DATA FOR THIS TASK:
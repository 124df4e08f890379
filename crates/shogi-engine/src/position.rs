//! Shogi position representation.

use shogi_core::{Hand, Piece, PieceType, Side, Square};

use crate::Board;

/// Back rank layout from column 0 to column 8.
const BACK_RANK: [PieceType; 9] = [
    PieceType::Lance,
    PieceType::Knight,
    PieceType::Silver,
    PieceType::Gold,
    PieceType::King,
    PieceType::Gold,
    PieceType::Silver,
    PieceType::Knight,
    PieceType::Lance,
];

/// Complete game state: the board, both hands, and the side to move.
///
/// Positions are values. Applying a move returns a new `Position` and
/// leaves the original untouched.
#[derive(Debug, Clone, PartialEq, Eq, Hash)]
pub struct Position {
    /// The piece grid.
    pub board: Board,

    /// Pieces in hand, indexed by [`Side::index`].
    pub hands: [Hand; 2],

    /// The side to move.
    pub turn: Side,
}

impl Position {
    /// Creates an empty position: no pieces, empty hands, Sente to move.
    pub fn empty() -> Self {
        Position {
            board: Board::EMPTY,
            hands: [Hand::EMPTY; 2],
            turn: Side::Sente,
        }
    }

    /// Creates the standard starting position.
    pub fn startpos() -> Self {
        let mut position = Position::empty();

        for side in Side::ALL {
            let back = side.back_row();
            let pawns = (back as i8 + 2 * side.forward()) as u8;
            let second = (back as i8 + side.forward()) as u8;

            for (col, &kind) in BACK_RANK.iter().enumerate() {
                position.put(back, col as u8, Piece::new(kind, side));
                position.put(pawns, col as u8, Piece::new(PieceType::Pawn, side));
            }

            // Rook on the mover's right, Bishop on the left, from each
            // side's own point of view.
            let (rook_col, bishop_col) = match side {
                Side::Sente => (7, 1),
                Side::Gote => (1, 7),
            };
            position.put(second, rook_col, Piece::new(PieceType::Rook, side));
            position.put(second, bishop_col, Piece::new(PieceType::Bishop, side));
        }

        position
    }

    fn put(&mut self, row: u8, col: u8, piece: Piece) {
        if let Some(sq) = Square::new(row, col) {
            self.board.set(sq, Some(piece));
        }
    }

    /// Returns the piece at the given square, if any.
    #[inline]
    pub fn piece_at(&self, sq: Square) -> Option<Piece> {
        self.board.get(sq)
    }

    /// Returns the hand of the given side.
    #[inline]
    pub fn hand(&self, side: Side) -> &Hand {
        &self.hands[side.index()]
    }

    /// Returns a mutable reference to the hand of the given side.
    #[inline]
    pub fn hand_mut(&mut self, side: Side) -> &mut Hand {
        &mut self.hands[side.index()]
    }

    /// Returns the square of `side`'s King, if it is on the board.
    #[inline]
    pub fn king_square(&self, side: Side) -> Option<Square> {
        self.board.king_square(side)
    }

    /// Returns the number of pieces in play: on the board plus both hands.
    pub fn piece_count(&self) -> usize {
        self.board.count() + self.hands.iter().map(|h| h.total() as usize).sum::<usize>()
    }
}

impl Default for Position {
    fn default() -> Self {
        Self::startpos()
    }
}

#[cfg(test)]
mod tests {
    use super::*;

    fn sq(row: u8, col: u8) -> Square {
        Square::new(row, col).unwrap()
    }

    #[test]
    fn startpos_layout() {
        let pos = Position::startpos();
        assert_eq!(pos.turn, Side::Sente);
        assert_eq!(pos.piece_count(), 40);
        assert_eq!(pos.board.count(), 40);

        assert_eq!(
            pos.piece_at(sq(8, 4)),
            Some(Piece::new(PieceType::King, Side::Sente))
        );
        assert_eq!(
            pos.piece_at(sq(0, 4)),
            Some(Piece::new(PieceType::King, Side::Gote))
        );
        assert_eq!(
            pos.piece_at(sq(7, 7)),
            Some(Piece::new(PieceType::Rook, Side::Sente))
        );
        assert_eq!(
            pos.piece_at(sq(7, 1)),
            Some(Piece::new(PieceType::Bishop, Side::Sente))
        );
        assert_eq!(
            pos.piece_at(sq(1, 1)),
            Some(Piece::new(PieceType::Rook, Side::Gote))
        );
        assert_eq!(
            pos.piece_at(sq(1, 7)),
            Some(Piece::new(PieceType::Bishop, Side::Gote))
        );
        assert_eq!(
            pos.piece_at(sq(0, 0)),
            Some(Piece::new(PieceType::Lance, Side::Gote))
        );
        assert_eq!(
            pos.piece_at(sq(8, 7)),
            Some(Piece::new(PieceType::Knight, Side::Sente))
        );
    }

    #[test]
    fn startpos_pawn_rows() {
        let pos = Position::startpos();
        for col in 0..9 {
            assert_eq!(
                pos.piece_at(sq(6, col)),
                Some(Piece::new(PieceType::Pawn, Side::Sente))
            );
            assert_eq!(
                pos.piece_at(sq(2, col)),
                Some(Piece::new(PieceType::Pawn, Side::Gote))
            );
            for row in 3..6 {
                assert_eq!(pos.piece_at(sq(row, col)), None);
            }
        }
    }

    #[test]
    fn startpos_hands_empty() {
        let pos = Position::startpos();
        for side in Side::ALL {
            assert!(pos.hand(side).is_empty());
        }
    }

    #[test]
    fn position_empty() {
        let pos = Position::empty();
        assert_eq!(pos.turn, Side::Sente);
        assert_eq!(pos.piece_count(), 0);
        assert_eq!(pos.king_square(Side::Sente), None);
    }

    #[test]
    fn piece_count_includes_hands() {
        let mut pos = Position::empty();
        pos.board.set(sq(4, 4), Some(Piece::new(PieceType::Gold, Side::Sente)));
        pos.hand_mut(Side::Gote).add(PieceType::Pawn);
        pos.hand_mut(Side::Gote).add(PieceType::Pawn);
        assert_eq!(pos.piece_count(), 3);
    }

    #[test]
    fn position_default() {
        assert_eq!(Position::default(), Position::startpos());
    }
}
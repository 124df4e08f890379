//! Target squares and attack detection.
//!
//! Move generation and check detection share one walker so that "attacked"
//! always means exactly "some pseudo-legal board move lands here".

use crate::Board;
use shogi_core::{Movement, Piece, Side, Square};
use std::ops::ControlFlow;

/// Calls `visit` with every square the piece on `from` could move to,
/// ignoring promotion and self-check.
///
/// Rays stop at the first occupied square, which is visited only if it
/// holds an enemy piece. Steps are visited when empty or enemy-occupied.
/// Returning `ControlFlow::Break` from `visit` ends the walk early.
pub fn for_each_target<F>(board: &Board, from: Square, piece: Piece, mut visit: F) -> ControlFlow<()>
where
    F: FnMut(Square) -> ControlFlow<()>,
{
    let movement = piece.movement();

    for &delta in movement.slides {
        let (dr, dc) = Movement::orient(delta, piece.owner);
        let mut cursor = from.offset(dr, dc);
        while let Some(to) = cursor {
            match board.get(to) {
                None => visit(to)?,
                Some(other) => {
                    if other.owner != piece.owner {
                        visit(to)?;
                    }
                    break;
                }
            }
            cursor = to.offset(dr, dc);
        }
    }

    for &delta in movement.steps {
        let (dr, dc) = Movement::orient(delta, piece.owner);
        if let Some(to) = from.offset(dr, dc) {
            if board.get(to).map_or(true, |other| other.owner != piece.owner) {
                visit(to)?;
            }
        }
    }

    ControlFlow::Continue(())
}

/// Returns true if `by_side` has a board move landing on `sq`.
///
/// Pieces in hand are irrelevant: a drop can never capture.
pub fn is_square_attacked(board: &Board, by_side: Side, sq: Square) -> bool {
    board.pieces_of(by_side).any(|(from, piece)| {
        for_each_target(board, from, piece, |to| {
            if to == sq {
                ControlFlow::Break(())
            } else {
                ControlFlow::Continue(())
            }
        })
        .is_break()
    })
}

/// Returns true if `side`'s King is attacked.
///
/// # Panics
///
/// Panics if `side` has no King on the board. That only happens when a
/// position was built inconsistently or a move not produced by the legal
/// move generator was applied.
pub fn is_in_check(board: &Board, side: Side) -> bool {
    let king = board
        .king_square(side)
        .unwrap_or_else(|| panic!("{} has no King on the board", side));
    is_square_attacked(board, side.opponent(), king)
}

#[cfg(test)]
mod tests {
    use super::*;
    use crate::Position;
    use shogi_core::PieceType;

    fn sq(row: u8, col: u8) -> Square {
        Square::new(row, col).unwrap()
    }

    fn targets(board: &Board, from: Square) -> Vec<Square> {
        let piece = board.get(from).unwrap();
        let mut out = Vec::new();
        let _ = for_each_target(board, from, piece, |to| {
            out.push(to);
            ControlFlow::Continue(())
        });
        out.sort();
        out
    }

    #[test]
    fn rook_ray_stops_at_blockers() {
        let mut board = Board::EMPTY;
        board.set(sq(4, 4), Some(Piece::new(PieceType::Rook, Side::Sente)));
        board.set(sq(2, 4), Some(Piece::new(PieceType::Pawn, Side::Gote)));
        board.set(sq(4, 6), Some(Piece::new(PieceType::Pawn, Side::Sente)));

        let t = targets(&board, sq(4, 4));
        // Up: (3,4), capture (2,4). Down: (5..=8, 4). Left: (4, 0..=3). Right: (4,5).
        assert_eq!(t.len(), 2 + 4 + 4 + 1);
        assert!(t.contains(&sq(2, 4)));
        assert!(!t.contains(&sq(1, 4)));
        assert!(t.contains(&sq(4, 5)));
        assert!(!t.contains(&sq(4, 6)));
    }

    #[test]
    fn knight_jumps_forward_only() {
        let mut board = Board::EMPTY;
        board.set(sq(4, 4), Some(Piece::new(PieceType::Knight, Side::Sente)));
        board.set(sq(3, 4), Some(Piece::new(PieceType::Gold, Side::Gote)));
        assert_eq!(targets(&board, sq(4, 4)), vec![sq(2, 3), sq(2, 5)]);

        board.set(sq(4, 4), Some(Piece::new(PieceType::Knight, Side::Gote)));
        assert_eq!(targets(&board, sq(4, 4)), vec![sq(6, 3), sq(6, 5)]);
    }

    #[test]
    fn gote_gold_is_mirrored() {
        let mut board = Board::EMPTY;
        board.set(sq(4, 4), Some(Piece::new(PieceType::Gold, Side::Gote)));
        let t = targets(&board, sq(4, 4));
        assert_eq!(t.len(), 6);
        assert!(t.contains(&sq(5, 3)));
        assert!(t.contains(&sq(5, 5)));
        assert!(t.contains(&sq(3, 4)));
        assert!(!t.contains(&sq(3, 3)));
    }

    #[test]
    fn dragon_steps_diagonally() {
        let mut board = Board::EMPTY;
        board.set(sq(0, 0), Some(Piece::new(PieceType::Rook, Side::Sente).promote()));
        let t = targets(&board, sq(0, 0));
        assert_eq!(t.len(), 8 + 8 + 1);
        assert!(t.contains(&sq(1, 1)));
        assert!(!t.contains(&sq(2, 2)));
    }

    #[test]
    fn lance_slides_forward() {
        let mut board = Board::EMPTY;
        board.set(sq(8, 0), Some(Piece::new(PieceType::Lance, Side::Sente)));
        board.set(sq(3, 0), Some(Piece::new(PieceType::Pawn, Side::Gote)));
        let t = targets(&board, sq(8, 0));
        assert_eq!(t, vec![sq(3, 0), sq(4, 0), sq(5, 0), sq(6, 0), sq(7, 0)]);
    }

    #[test]
    fn startpos_attacks() {
        let pos = Position::startpos();
        // Sente pawns cover row 5; nothing reaches row 4.
        assert!(is_square_attacked(&pos.board, Side::Sente, sq(5, 4)));
        assert!(!is_square_attacked(&pos.board, Side::Sente, sq(4, 4)));
        // Own pieces are never "attacked" by their own side.
        assert!(!is_square_attacked(&pos.board, Side::Sente, sq(6, 4)));
        assert!(!is_in_check(&pos.board, Side::Sente));
        assert!(!is_in_check(&pos.board, Side::Gote));
    }

    #[test]
    fn bishop_gives_check_along_diagonal() {
        let mut board = Board::EMPTY;
        board.set(sq(8, 4), Some(Piece::new(PieceType::King, Side::Sente)));
        board.set(sq(4, 0), Some(Piece::new(PieceType::Bishop, Side::Gote)));
        assert!(is_in_check(&board, Side::Sente));

        board.set(sq(6, 2), Some(Piece::new(PieceType::Pawn, Side::Sente)));
        assert!(!is_in_check(&board, Side::Sente));
    }

    #[test]
    #[should_panic(expected = "Gote has no King on the board")]
    fn missing_king_panics() {
        let mut board = Board::EMPTY;
        board.set(sq(8, 4), Some(Piece::new(PieceType::King, Side::Sente)));
        is_in_check(&board, Side::Gote);
    }
}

REQUIRED ACTION:
Pull every line containing the word "index" out of the material and copy it.

ANSWER FOR THIS EXERCISE:
    /// Pieces in hand, indexed by [`Side::index`].
        &self.hands[side.index()]
        &mut self.hands[side.index()]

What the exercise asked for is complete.